When I emptied my trunk before saying goodbye to the Corolla this week, there was a tiny sliver of wood way in the back. I assumed it was a piece left over from that day. I hoped it would increase the value of my Corolla but it didn't. Neither did the antique cassette tape that has been stuck in the cassette player for five or six years now.

That day is one of the great memories I have of my Corolla. There were many more miles and many more adventures I had with that car. It served me well for a good many years.
I'll feel bad that I've left that Corolla for another love. But time moves on. Life changes. Some things don't last forever, especially if its rusts in Maine weather.
There's a new excitement to this new relationship.
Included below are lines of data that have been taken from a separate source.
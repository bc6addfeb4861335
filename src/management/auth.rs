use std::path::PathBuf;

use chrono::{TimeZone, Utc};

use crate::{
    config, spotify,
    types::{Credential, Token},
};

/// Seconds before expiry at which a token is already treated as stale.
const EXPIRY_MARGIN_SECS: u64 = 240;

pub struct TokenManager {
    token: Token,
}

impl TokenManager {
    pub fn new(token: Token) -> Self {
        TokenManager { token }
    }

    pub async fn load() -> Result<Self, String> {
        let content = async_fs::read_to_string(Self::token_path())
            .await
            .map_err(|e| e.to_string())?;
        let token: Token = serde_json::from_str(&content).map_err(|e| e.to_string())?;
        Ok(Self { token })
    }

    pub async fn persist(&self) -> Result<(), String> {
        let path = Self::token_path();
        if let Some(parent) = path.parent() {
            async_fs::create_dir_all(parent)
                .await
                .map_err(|e| e.to_string())?;
        }

        let json = serde_json::to_string_pretty(&self.token).map_err(|e| e.to_string())?;
        async_fs::write(path, json).await.map_err(|e| e.to_string())
    }

    /// Refreshes a stale token when possible and returns the credential to use.
    ///
    /// A failed refresh leaves the old token in place; its credential then
    /// reads as expired and every catalog call short-circuits.
    pub async fn credential(&mut self) -> Credential {
        if self.is_expired() {
            match spotify::auth::refresh_token(&self.token.refresh_token).await {
                Ok(new_token) => {
                    self.token = new_token;
                    if let Err(e) = self.persist().await {
                        log::debug!("cannot persist refreshed token: {}", e);
                    }
                }
                Err(e) => log::debug!("token refresh failed: {}", e),
            }
        }

        self.current_credential()
    }

    pub fn current_credential(&self) -> Credential {
        let expires_at = (self.token.obtained_at + self.token.expires_in) as i64;
        Credential::new(
            self.token.access_token.clone(),
            Utc.timestamp_opt(expires_at, 0).single().unwrap_or_else(Utc::now),
        )
    }

    fn is_expired(&self) -> bool {
        let now = Utc::now().timestamp() as u64;
        now + EXPIRY_MARGIN_SECS >= self.token.obtained_at + self.token.expires_in
    }

    fn token_path() -> PathBuf {
        let mut path = config::data_dir();
        path.push("cache/token.json");
        path
    }
}
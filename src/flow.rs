//! Playlist materialization as an explicit state machine.
//!
//! ```text
//! Idle ──name──▶ NameChosen ──create──▶ PlaylistCreated ──add──▶ SongsAdded
//!   ▲              │
//!   └──blank name──┘
//! ```
//!
//! A playlist can only be created once a non-blank name is chosen, and songs
//! can only be added to a playlist this flow created.

use crate::{
    Res,
    errors::CapsuleError,
    types::{AddedTracks, PlaylistRef},
};

#[derive(Debug, Clone, Default, PartialEq)]
pub enum PlaylistFlow {
    #[default]
    Idle,
    NameChosen {
        name: String,
    },
    PlaylistCreated {
        playlist: PlaylistRef,
    },
    SongsAdded {
        playlist: PlaylistRef,
        added: AddedTracks,
    },
}

impl PlaylistFlow {
    pub fn state(&self) -> &'static str {
        match self {
            PlaylistFlow::Idle => "idle",
            PlaylistFlow::NameChosen { .. } => "named",
            PlaylistFlow::PlaylistCreated { .. } => "created",
            PlaylistFlow::SongsAdded { .. } => "filled",
        }
    }

    /// Picks (or replaces) the name. A blank name puts the flow back to idle.
    pub fn choose_name(self, name: &str) -> Res<Self> {
        match self {
            PlaylistFlow::Idle | PlaylistFlow::NameChosen { .. } => {
                let name = name.trim();
                if name.is_empty() {
                    Ok(PlaylistFlow::Idle)
                } else {
                    Ok(PlaylistFlow::NameChosen {
                        name: name.to_string(),
                    })
                }
            }
            other => Err(CapsuleError::InvalidTransition {
                action: "rename the playlist",
                state: other.state(),
            }),
        }
    }

    pub fn playlist_created(self, playlist: PlaylistRef) -> Res<Self> {
        match self {
            PlaylistFlow::NameChosen { .. } => Ok(PlaylistFlow::PlaylistCreated { playlist }),
            other => Err(CapsuleError::InvalidTransition {
                action: "create a playlist",
                state: other.state(),
            }),
        }
    }

    pub fn songs_added(self, added: AddedTracks) -> Res<Self> {
        match self {
            PlaylistFlow::PlaylistCreated { playlist } => {
                Ok(PlaylistFlow::SongsAdded { playlist, added })
            }
            other => Err(CapsuleError::InvalidTransition {
                action: "add songs",
                state: other.state(),
            }),
        }
    }

    pub fn name(&self) -> Option<&str> {
        match self {
            PlaylistFlow::Idle => None,
            PlaylistFlow::NameChosen { name } => Some(name),
            PlaylistFlow::PlaylistCreated { playlist } | PlaylistFlow::SongsAdded { playlist, .. } => {
                Some(&playlist.name)
            }
        }
    }

    pub fn playlist(&self) -> Option<&PlaylistRef> {
        match self {
            PlaylistFlow::PlaylistCreated { playlist } | PlaylistFlow::SongsAdded { playlist, .. } => {
                Some(playlist)
            }
            _ => None,
        }
    }

    pub fn can_create(&self) -> bool {
        matches!(self, PlaylistFlow::NameChosen { .. })
    }

    pub fn can_add_songs(&self) -> bool {
        matches!(self, PlaylistFlow::PlaylistCreated { .. })
    }
}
It offers me so much more than the Corolla ever could.  I hope this new relationship endures as well as the previous one did and the adventures we share are equally memorable.
 While the Corolla is likely headed for a scrap heap somewhere, I still have its key, a lot of great memories and a great appreciation for the reliability and dedication it showed me for so many years.
And if that isn't enough to keep me smiling, my RAV4 goes really, really fast !!!

1 comment:

  1. Ah yes, it's just like a relationship with someone, isn't it? With the way we perceive our vehicles sometimes, it's hard to let go of a companion who's been with you for so many miles and memories already, even if it's over due now. Glad to know you're truly happy with your RAV4. And hopefully, it'll last as long as you've had your Corolla.